Information supplied:
════
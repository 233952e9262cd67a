//! The flash controller capabilities the region accessors are built on.
use core::cell::RefCell;

use crate::address::Address;

/// A single program cycle worth of data
#[cfg_attr(feature = "defmt", derive(defmt::Format))]
#[derive(Debug, Clone, Copy, PartialEq, Eq)]
pub enum Element {
    Word(u32),
    HalfWord(u16),
    Byte(u8),
}

impl Element {
    /// Number of bytes stored by this element
    pub fn width(&self) -> u16 {
        match self {
            Element::Word(_) => 4,
            Element::HalfWord(_) => 2,
            Element::Byte(_) => 1,
        }
    }

    /// Little-endian bytes of the element, only the first [`Self::width`] are meaningful
    pub fn to_le_bytes(self) -> [u8; 4] {
        match self {
            Element::Word(v) => v.to_le_bytes(),
            Element::HalfWord(v) => {
                let [lo, hi] = v.to_le_bytes();
                [lo, hi, 0, 0]
            }
            Element::Byte(v) => [v, 0, 0, 0],
        }
    }

    /// Break the element into naturally aligned stores for `addr`.
    ///
    /// An aligned element is passed through as is. A word on a half-word boundary becomes two
    /// half-words, anything else falls back to single bytes.
    pub fn for_each_aligned(self, addr: Address, mut f: impl FnMut(Address, Element)) {
        let width = self.width();
        if addr.0 % width as u32 == 0 {
            f(addr, self);
            return;
        }

        let bytes = self.to_le_bytes();
        if width == 4 && addr.0 % 2 == 0 {
            f(addr, Element::HalfWord(u16::from_le_bytes([bytes[0], bytes[1]])));
            f(addr + 2, Element::HalfWord(u16::from_le_bytes([bytes[2], bytes[3]])));
            return;
        }
        for (i, byte) in bytes[..width as usize].iter().enumerate() {
            f(addr + i as u16, Element::Byte(*byte));
        }
    }
}

/// Access to the flash program/erase controller and the EEPROM cells behind it.
///
/// The controller is a single hardware resource. Implementations are expected to be shared
/// between regions through `&mut C` or `&RefCell<C>`, both of which implement this trait.
pub trait FlashController {
    /// `true` while a program or erase operation is in flight
    fn busy(&mut self) -> bool;

    /// Write one value into the unlock key register
    fn set_unlock_key(&mut self, key: u32);

    /// Toggle erase mode, stores of zero then erase the addressed word
    fn set_erase_enable(&mut self, enable: bool);

    /// Set or clear the write protection bit
    fn set_lock(&mut self, lock: bool);

    /// Block until the next hardware event. Only used while erasing.
    fn wait_for_event(&mut self);

    /// Read a single EEPROM byte
    fn read_byte(&mut self, addr: Address) -> u8;

    /// Store an element at `addr`. The controller must be unlocked and idle.
    fn store(&mut self, addr: Address, element: Element);
}

impl<C: FlashController + ?Sized> FlashController for &mut C {
    fn busy(&mut self) -> bool {
        (**self).busy()
    }

    fn set_unlock_key(&mut self, key: u32) {
        (**self).set_unlock_key(key)
    }

    fn set_erase_enable(&mut self, enable: bool) {
        (**self).set_erase_enable(enable)
    }

    fn set_lock(&mut self, lock: bool) {
        (**self).set_lock(lock)
    }

    fn wait_for_event(&mut self) {
        (**self).wait_for_event()
    }

    fn read_byte(&mut self, addr: Address) -> u8 {
        (**self).read_byte(addr)
    }

    fn store(&mut self, addr: Address, element: Element) {
        (**self).store(addr, element)
    }
}

/// Lets several regions share one controller. Each call takes a short borrow, so a region
/// operation must not be started from within another one.
impl<C: FlashController> FlashController for &RefCell<C> {
    fn busy(&mut self) -> bool {
        self.borrow_mut().busy()
    }

    fn set_unlock_key(&mut self, key: u32) {
        self.borrow_mut().set_unlock_key(key)
    }

    fn set_erase_enable(&mut self, enable: bool) {
        self.borrow_mut().set_erase_enable(enable)
    }

    fn set_lock(&mut self, lock: bool) {
        self.borrow_mut().set_lock(lock)
    }

    fn wait_for_event(&mut self) {
        self.borrow_mut().wait_for_event()
    }

    fn read_byte(&mut self, addr: Address) -> u8 {
        self.borrow_mut().read_byte(addr)
    }

    fn store(&mut self, addr: Address, element: Element) {
        self.borrow_mut().store(addr, element)
    }
}

#[cfg(test)]
mod tests {
    use super::*;

    fn pieces(addr: u32, element: Element) -> ([(Address, Element); 4], usize) {
        let mut out = [(Address(0), Element::Byte(0)); 4];
        let mut n = 0;
        element.for_each_aligned(Address(addr), |a, e| {
            out[n] = (a, e);
            n += 1;
        });
        (out, n)
    }

    #[test]
    fn aligned_elements_pass_through() {
        let (out, n) = pieces(0x0808_0004, Element::Word(0x0403_0201));
        assert_eq!(n, 1);
        assert_eq!(out[0], (Address(0x0808_0004), Element::Word(0x0403_0201)));

        let (out, n) = pieces(0x0808_0006, Element::HalfWord(0xBBAA));
        assert_eq!(n, 1);
        assert_eq!(out[0], (Address(0x0808_0006), Element::HalfWord(0xBBAA)));
    }

    #[test]
    fn word_on_half_word_boundary() {
        let (out, n) = pieces(0x0808_0002, Element::Word(0x0403_0201));
        assert_eq!(n, 2);
        assert_eq!(out[0], (Address(0x0808_0002), Element::HalfWord(0x0201)));
        assert_eq!(out[1], (Address(0x0808_0004), Element::HalfWord(0x0403)));
    }

    #[test]
    fn odd_address_falls_back_to_bytes() {
        let (out, n) = pieces(0x0808_0001, Element::Word(0x0403_0201));
        assert_eq!(n, 4);
        for (i, (addr, element)) in out.iter().enumerate() {
            assert_eq!(*addr, Address(0x0808_0001 + i as u32));
            assert_eq!(*element, Element::Byte(i as u8 + 1));
        }

        let (out, n) = pieces(0x0808_0003, Element::HalfWord(0xBBAA));
        assert_eq!(n, 2);
        assert_eq!(out[0], (Address(0x0808_0003), Element::Byte(0xAA)));
        assert_eq!(out[1], (Address(0x0808_0004), Element::Byte(0xBB)));
    }
}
════
Print every record exactly as written.

Task result:
repository 233952e9262cd67a
//! The flash controller capabilities the region accessors are built on.
use core::cell::RefCell;

use crate::address::Address;

/// A single program cycle worth of data
#[cfg_attr(feature = "defmt", derive(defmt::Format))]
#[derive(Debug, Clone, Copy, PartialEq, Eq)]
pub enum Element {
    Word(u32),
    HalfWord(u16),
    Byte(u8),
}

impl Element {
    /// Number of bytes stored by this element
    pub fn width(&self) -> u16 {
        match self {
            Element::Word(_) => 4,
            Element::HalfWord(_) => 2,
            Element::Byte(_) => 1,
        }
    }

    /// Little-endian bytes of the element, only the first [`Self::width`] are meaningful
    pub fn to_le_bytes(self) -> [u8; 4] {
        match self {
            Element::Word(v) => v.to_le_bytes(),
            Element::HalfWord(v) => {
                let [lo, hi] = v.to_le_bytes();
                [lo, hi, 0, 0]
            }
            Element::Byte(v) => [v, 0, 0, 0],
        }
    }

    /// Break the element into naturally aligned stores for `addr`.
    ///
    /// An aligned element is passed through as is. A word on a half-word boundary becomes two
    /// half-words, anything else falls back to single bytes.
    pub fn for_each_aligned(self, addr: Address, mut f: impl FnMut(Address, Element)) {
        let width = self.width();
        if addr.0 % width as u32 == 0 {
            f(addr, self);
            return;
        }

        let bytes = self.to_le_bytes();
        if width == 4 && addr.0 % 2 == 0 {
            f(addr, Element::HalfWord(u16::from_le_bytes([bytes[0], bytes[1]])));
            f(addr + 2, Element::HalfWord(u16::from_le_bytes([bytes[2], bytes[3]])));
            return;
        }
        for (i, byte) in bytes[..width as usize].iter().enumerate() {
            f(addr + i as u16, Element::Byte(*byte));
        }
    }
}

/// Access to the flash program/erase controller and the EEPROM cells behind it.
///
/// The controller is a single hardware resource. Implementations are expected to be shared
/// between regions through `&mut C` or `&RefCell<C>`, both of which implement this trait.
pub trait FlashController {
    /// `true` while a program or erase operation is in flight
    fn busy(&mut self) -> bool;

    /// Write one value into the unlock key register
    fn set_unlock_key(&mut self, key: u32);

    /// Toggle erase mode, stores of zero then erase the addressed word
    fn set_erase_enable(&mut self, enable: bool);

    /// Set or clear the write protection bit
    fn set_lock(&mut self, lock: bool);

    /// Block until the next hardware event. Only used while erasing.
    fn wait_for_event(&mut self);

    /// Read a single EEPROM byte
    fn read_byte(&mut self, addr: Address) -> u8;

    /// Store an element at `addr`. The controller must be unlocked and idle.
    fn store(&mut self, addr: Address, element: Element);
}

impl<C: FlashController + ?Sized> FlashController for &mut C {
    fn busy(&mut self) -> bool {
        (**self).busy()
    }

    fn set_unlock_key(&mut self, key: u32) {
        (**self).set_unlock_key(key)
    }

    fn set_erase_enable(&mut self, enable: bool) {
        (**self).set_erase_enable(enable)
    }

    fn set_lock(&mut self, lock: bool) {
        (**self).set_lock(lock)
    }

    fn wait_for_event(&mut self) {
        (**self).wait_for_event()
    }

    fn read_byte(&mut self, addr: Address) -> u8 {
        (**self).read_byte(addr)
    }

    fn store(&mut self, addr: Address, element: Element) {
        (**self).store(addr, element)
    }
}

/// Lets several regions share one controller. Each call takes a short borrow, so a region
/// operation must not be started from within another one.
impl<C: FlashController> FlashController for &RefCell<C> {
    fn busy(&mut self) -> bool {
        self.borrow_mut().busy()
    }

    fn set_unlock_key(&mut self, key: u32) {
        self.borrow_mut().set_unlock_key(key)
    }

    fn set_erase_enable(&mut self, enable: bool) {
        self.borrow_mut().set_erase_enable(enable)
    }

    fn set_lock(&mut self, lock: bool) {
        self.borrow_mut().set_lock(lock)
    }

    fn wait_for_event(&mut self) {
        self.borrow_mut().wait_for_event()
    }

    fn read_byte(&mut self, addr: Address) -> u8 {
        self.borrow_mut().read_byte(addr)
    }

    fn store(&mut self, addr: Address, element: Element) {
        self.borrow_mut().store(addr, element)
    }
}

#[cfg(test)]
mod tests {
    use super::*;

    fn pieces(addr: u32, element: Element) -> ([(Address, Element); 4], usize) {
        let mut out = [(Address(0), Element::Byte(0)); 4];
        let mut n = 0;
        element.for_each_aligned(Address(addr), |a, e| {
            out[n] = (a, e);
            n += 1;
        });
        (out, n)
    }

    #[test]
    fn aligned_elements_pass_through() {
        let (out, n) = pieces(0x0808_0004, Element::Word(0x0403_0201));
        assert_eq!(n, 1);
        assert_eq!(out[0], (Address(0x0808_0004), Element::Word(0x0403_0201)));

        let (out, n) = pieces(0x0808_0006, Element::HalfWord(0xBBAA));
        assert_eq!(n, 1);
        assert_eq!(out[0], (Address(0x0808_0006), Element::HalfWord(0xBBAA)));
    }

    #[test]
    fn word_on_half_word_boundary() {
        let (out, n) = pieces(0x0808_0002, Element::Word(0x0403_0201));
        assert_eq!(n, 2);
        assert_eq!(out[0], (Address(0x0808_0002), Element::HalfWord(0x0201)));
        assert_eq!(out[1], (Address(0x0808_0004), Element::HalfWord(0x0403)));
    }

    #[test]
    fn odd_address_falls_back_to_bytes() {
        let (out, n) = pieces(0x0808_0001, Element::Word(0x0403_0201));
        assert_eq!(n, 4);
        for (i, (addr, element)) in out.iter().enumerate() {
            assert_eq!(*addr, Address(0x0808_0001 + i as u32));
            assert_eq!(*element, Element::Byte(i as u8 + 1));
        }

        let (out, n) = pieces(0x0808_0003, Element::HalfWord(0xBBAA));
        assert_eq!(n, 2);
        assert_eq!(out[0], (Address(0x0808_0003), Element::Byte(0xAA)));
        assert_eq!(out[1], (Address(0x0808_0004), Element::Byte(0xBB)));
    }
}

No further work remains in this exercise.